Jeremy Wright, the former secretary of culture and attorney general, has become the last Conservative MP to call for Boris Johnson’s resignation, arguing that while he wasn’t sure the prime minister was cheating MPs, he was best of all, “negligent” in how he approached. the question.
In a lengthy statement on his personal website, the Kenilworth and Southam MP said Johnson could have been more careful before assuring the Commons that there were no parties to break the blockade on Downing Street and correct the record sooner.
The statement did not say whether Wright had formally sent a letter to the 1922 Committee of Conservatives from the back bank asking for a vote of confidence in Johnson, which will happen when he does 15% of his number, with a total of 54. Currently, almost 20 are confirmed to have done so, although others have also done so.
Wright harshly criticized senior officials, particularly Johnson’s former private personal secretary Martin Reynolds, for apparently planning events they knew were not allowed by the blockade rules, and said the prime minister was ultimately to blame.
“If leadership is, in part, about setting the right tone for the organization you lead, the tone represented by the usual contempt for the spirit, and often the lyrics, of the Covid rules that Sue Gray describes betrayed at best a casual and, at worst, an attitude of contempt for the sacrifices made and the anguish felt by many who strictly observed both the spirit and the letter of these rules, “he wrote.
“It seems impossible to accept that the Prime Minister should not take any personal responsibility for this tone.”
It is likely that the events “would have done real and lasting damage to the reputation not only of this government, but of the institutions and authority of government in general,” Wright wrote.

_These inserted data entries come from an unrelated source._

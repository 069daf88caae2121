//! Batch scoring and ranking.
//!
//! Cycle detection runs once per batch as a single-threaded prepass. Each task
//! is then scored from its own fields plus the read-only [`CycleReport`], so
//! the per-task pass can run on rayon when the `parallel` feature is on.
//!
//! The ranked output is itself a consistent batch: in-range dependency
//! references are renumbered to positions in the output, so scoring the
//! output again reproduces the same graph and the same scores.

use chrono::NaiveDate;
use serde::{Deserialize, Serialize};
use std::fmt;
use tracing::debug;

use crate::dependency::{CycleReport, dangling_references, resolve_reference};
use crate::scoring::{explain, score_task};
use crate::strategy::Strategy;
use crate::task::{ScoredTask, Task};

/// Default number of suggestions.
pub const DEFAULT_SUGGESTIONS: usize = 3;

/// Coarse classification of a final score.
#[derive(Debug, Clone, Copy, PartialEq, Eq, PartialOrd, Ord, Serialize, Deserialize)]
#[serde(rename_all = "snake_case")]
pub enum PriorityBand {
    High,
    Medium,
    Low,
}

impl PriorityBand {
    pub const HIGH_THRESHOLD: f64 = 70.0;
    pub const MEDIUM_THRESHOLD: f64 = 40.0;

    pub fn from_score(score: f64) -> Self {
        match score {
            s if s >= Self::HIGH_THRESHOLD => PriorityBand::High,
            s if s >= Self::MEDIUM_THRESHOLD => PriorityBand::Medium,
            _ => PriorityBand::Low,
        }
    }

    pub fn as_str(self) -> &'static str {
        match self {
            PriorityBand::High => "high",
            PriorityBand::Medium => "medium",
            PriorityBand::Low => "low",
        }
    }
}

impl fmt::Display for PriorityBand {
    fn fmt(&self, f: &mut fmt::Formatter<'_>) -> fmt::Result {
        f.pad(self.as_str())
    }
}

impl ScoredTask {
    pub fn band(&self) -> PriorityBand {
        PriorityBand::from_score(self.priority_score)
    }
}

/// Score every task and return copies sorted by descending priority.
///
/// Unknown strategy names fall back to `smart_balance`.
pub fn score_and_rank(tasks: &[Task], strategy: &str, today: NaiveDate) -> Vec<ScoredTask> {
    rank_with(tasks, Strategy::resolve(strategy), today)
}

/// [`score_and_rank`] with an already-resolved strategy.
///
/// The sort is stable, so equal scores keep their input order. Dependencies in
/// the returned tasks refer to output positions.
pub fn rank_with(tasks: &[Task], strategy: Strategy, today: NaiveDate) -> Vec<ScoredTask> {
    let cycles = CycleReport::analyze(tasks);
    if cycles.has_cycle() {
        debug!(members = ?cycles.member_positions(), "circular dependencies detected");
    }
    let dangling = dangling_references(tasks).len();
    if dangling > 0 {
        debug!(dangling, "ignoring dependencies outside the batch");
    }

    let mut scored = score_all(tasks, strategy, today, &cycles);
    scored.sort_by(|a, b| b.priority_score.total_cmp(&a.priority_score));
    renumber_dependencies(&mut scored);

    debug!(
        strategy = strategy.name(),
        tasks = scored.len(),
        top = ?scored.first().map(|s| s.priority_score),
        "ranked batch"
    );
    scored
}

/// The `limit` highest-priority tasks.
///
/// References to tasks cut by `limit` keep their output positions, so they
/// dangle in the truncated list.
pub fn suggest(
    tasks: &[Task],
    strategy: Strategy,
    today: NaiveDate,
    limit: usize,
) -> Vec<ScoredTask> {
    let mut ranked = rank_with(tasks, strategy, today);
    ranked.truncate(limit);
    ranked
}

/// Rewrite in-range references from input positions to output positions.
/// Out-of-range references are left untouched and stay out of range.
fn renumber_dependencies(ranked: &mut [ScoredTask]) {
    let len = ranked.len();
    let mut output_position = vec![0i64; len];
    for (rank, scored) in ranked.iter().enumerate() {
        output_position[scored.position - 1] = rank as i64 + 1;
    }
    for scored in ranked.iter_mut() {
        for reference in scored.task.dependencies.iter_mut() {
            if let Some(index) = resolve_reference(*reference, len) {
                *reference = output_position[index];
            }
        }
    }
}

fn score_one(
    index: usize,
    task: &Task,
    strategy: Strategy,
    today: NaiveDate,
    cycles: &CycleReport,
) -> ScoredTask {
    let breakdown = score_task(task, strategy, today, Some(cycles));
    ScoredTask {
        task: task.clone(),
        position: index + 1,
        priority_score: breakdown.total,
        explanation: explain(task, today, &breakdown),
    }
}

#[cfg(not(feature = "parallel"))]
fn score_all(
    tasks: &[Task],
    strategy: Strategy,
    today: NaiveDate,
    cycles: &CycleReport,
) -> Vec<ScoredTask> {
    tasks
        .iter()
        .enumerate()
        .map(|(i, t)| score_one(i, t, strategy, today, cycles))
        .collect()
}

#[cfg(feature = "parallel")]
fn score_all(
    tasks: &[Task],
    strategy: Strategy,
    today: NaiveDate,
    cycles: &CycleReport,
) -> Vec<ScoredTask> {
    use rayon::prelude::*;

    tasks
        .par_iter()
        .enumerate()
        .map(|(i, t)| score_one(i, t, strategy, today, cycles))
        .collect()
}

#[cfg(test)]
mod tests {
    use super::*;
    use chrono::Duration;

    fn today() -> NaiveDate {
        NaiveDate::from_ymd_opt(2025, 11, 26).unwrap()
    }

    fn titles(ranked: &[ScoredTask]) -> Vec<&str> {
        ranked.iter().map(|s| s.title()).collect()
    }

    fn mixed_batch() -> Vec<Task> {
        vec![
            Task::new("Quick Important Task")
                .with_due_date(today())
                .with_hours(1.0)
                .with_importance(9),
            Task::new("Long Less Important Task")
                .with_due_date(today() + Duration::days(14))
                .with_hours(8.0)
                .with_importance(5),
            Task::new("Blocking Task")
                .with_due_date(today() + Duration::days(2))
                .with_hours(3.0)
                .with_importance(7)
                .with_dependencies(vec![1, 2]),
        ]
    }

    #[test]
    fn test_rank_orders_by_descending_score() {
        let ranked = score_and_rank(&mixed_batch(), "smart_balance", today());
        assert_eq!(
            titles(&ranked),
            vec!["Blocking Task", "Quick Important Task", "Long Less Important Task"]
        );
        assert_eq!(ranked[0].priority_score, 97.5);
        assert_eq!(ranked[2].priority_score, 33.0);
        assert_eq!(ranked[0].position, 3);
        assert_eq!(ranked[0].explanation, "Due soon, Blocks 2 tasks");
        // Blocks "Quick Important Task" and "Long Less Important Task", now 2nd and 3rd.
        assert_eq!(ranked[0].task.dependencies, vec![2, 3]);
    }

    #[test]
    fn test_dependencies_follow_reordering() {
        let batch = vec![
            Task::new("low")
                .with_importance(1)
                .with_hours(20.0)
                .with_dependencies(vec![2, 9]),
            Task::new("high")
                .with_importance(10)
                .with_hours(1.0)
                .with_due_date(today()),
        ];
        let ranked = rank_with(&batch, Strategy::SmartBalance, today());
        assert_eq!(titles(&ranked), vec!["high", "low"]);
        assert_eq!(ranked[1].position, 1);
        // In range: renumbered to "high"'s new slot. Dangling: left alone.
        assert_eq!(ranked[1].task.dependencies, vec![1, 9]);
        assert_eq!(batch[0].dependencies, vec![2, 9]);
    }

    #[test]
    fn test_input_is_not_mutated() {
        let batch = mixed_batch();
        let before = batch.clone();
        let ranked = score_and_rank(&batch, "smart_balance", today());
        assert_eq!(batch, before);
        assert_eq!(ranked.len(), batch.len());
    }

    #[test]
    fn test_strategies_change_ranking() {
        let batch = vec![
            Task::new("High Importance Task")
                .with_due_date(today() + Duration::days(9))
                .with_hours(6.0)
                .with_importance(10),
            Task::new("Quick Task")
                .with_due_date(today() + Duration::days(14))
                .with_hours(1.0)
                .with_importance(5),
            Task::new("Urgent Task")
                .with_due_date(today())
                .with_hours(4.0)
                .with_importance(7),
        ];

        let smart = rank_with(&batch, Strategy::SmartBalance, today());
        let fastest = rank_with(&batch, Strategy::FastestWins, today());
        let impact = rank_with(&batch, Strategy::HighImpact, today());
        let deadline = rank_with(&batch, Strategy::DeadlineDriven, today());

        assert_eq!(titles(&smart), vec!["Urgent Task", "High Importance Task", "Quick Task"]);
        assert_eq!(titles(&fastest), vec!["Urgent Task", "Quick Task", "High Importance Task"]);
        assert_eq!(impact[0].title(), "High Importance Task");
        assert_eq!(deadline[0].title(), "Urgent Task");
    }

    #[test]
    fn test_unknown_strategy_matches_smart_balance() {
        let batch = mixed_batch();
        assert_eq!(
            score_and_rank(&batch, "no_such_strategy", today()),
            score_and_rank(&batch, "smart_balance", today())
        );
    }

    #[test]
    fn test_ties_keep_input_order() {
        let batch: Vec<Task> = ["first", "second", "third"]
            .into_iter()
            .map(|t| Task::new(t).with_importance(5).with_hours(3.0))
            .collect();
        let ranked = rank_with(&batch, Strategy::SmartBalance, today());
        assert_eq!(titles(&ranked), vec!["first", "second", "third"]);
        assert_eq!(ranked.iter().map(|s| s.position).collect::<Vec<_>>(), vec![1, 2, 3]);
    }

    #[test]
    fn test_cycle_members_are_penalized_in_batch() {
        let batch = vec![
            Task::new("Task 1").with_hours(3.0).with_importance(8).with_dependencies(vec![2]),
            Task::new("Task 2").with_hours(3.0).with_importance(8).with_dependencies(vec![1]),
            Task::new("Task 3").with_hours(3.0).with_importance(8),
        ];
        let ranked = rank_with(&batch, Strategy::SmartBalance, today());
        assert_eq!(ranked[0].title(), "Task 3");
        assert_eq!(ranked[1].priority_score, ranked[0].priority_score * 0.5);
        assert!(ranked[1].explanation.contains("circular dependency"));
    }

    #[test]
    fn test_suggest_truncates() {
        let batch = mixed_batch();
        let top = suggest(&batch, Strategy::SmartBalance, today(), 2);
        assert_eq!(titles(&top), vec!["Blocking Task", "Quick Important Task"]);
        assert_eq!(suggest(&batch, Strategy::SmartBalance, today(), 10).len(), 3);
        assert!(suggest(&[], Strategy::SmartBalance, today(), DEFAULT_SUGGESTIONS).is_empty());
    }

    #[cfg(feature = "parallel")]
    #[test]
    fn test_parallel_scoring_matches_sequential() {
        let batch: Vec<Task> = (1..=200i64)
            .map(|i| {
                Task::new(format!("t{i}"))
                    .with_importance(i % 12)
                    .with_hours((i % 15) as f64 - 1.0)
                    .with_due_date(today() + Duration::days(i % 20 - 5))
                    .with_dependencies(vec![(i * 7) % 230, (i * 3) % 200 + 1])
            })
            .collect();
        // t115 references itself.
        let cycles = CycleReport::analyze(&batch);
        assert!(cycles.is_member(114));

        for strategy in Strategy::ALL {
            let sequential: Vec<ScoredTask> = batch
                .iter()
                .enumerate()
                .map(|(i, t)| score_one(i, t, strategy, today(), &cycles))
                .collect();
            assert_eq!(score_all(&batch, strategy, today(), &cycles), sequential);
        }
    }

    #[test]
    fn test_priority_bands() {
        assert_eq!(PriorityBand::from_score(97.5), PriorityBand::High);
        assert_eq!(PriorityBand::from_score(70.0), PriorityBand::High);
        assert_eq!(PriorityBand::from_score(69.99), PriorityBand::Medium);
        assert_eq!(PriorityBand::from_score(40.0), PriorityBand::Medium);
        assert_eq!(PriorityBand::from_score(33.0), PriorityBand::Low);
        assert_eq!(PriorityBand::Medium.to_string(), "medium");
    }
}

“This is important because it is very likely that a government will have to ask the people of this country again to follow rules that will be difficult to comply with and to make sacrifices that will be difficult to bear in order to serve or preserve the greatest good. ”
Wright concluded: “It now seems to me that the Prime Minister who remains in office will hinder these crucial goals. Therefore, I regret to conclude that, for the sake of this and future governments, the Prime Minister should resign.”
The statement briefly disappeared from Wright’s website shortly after it appeared, but was later reinstated.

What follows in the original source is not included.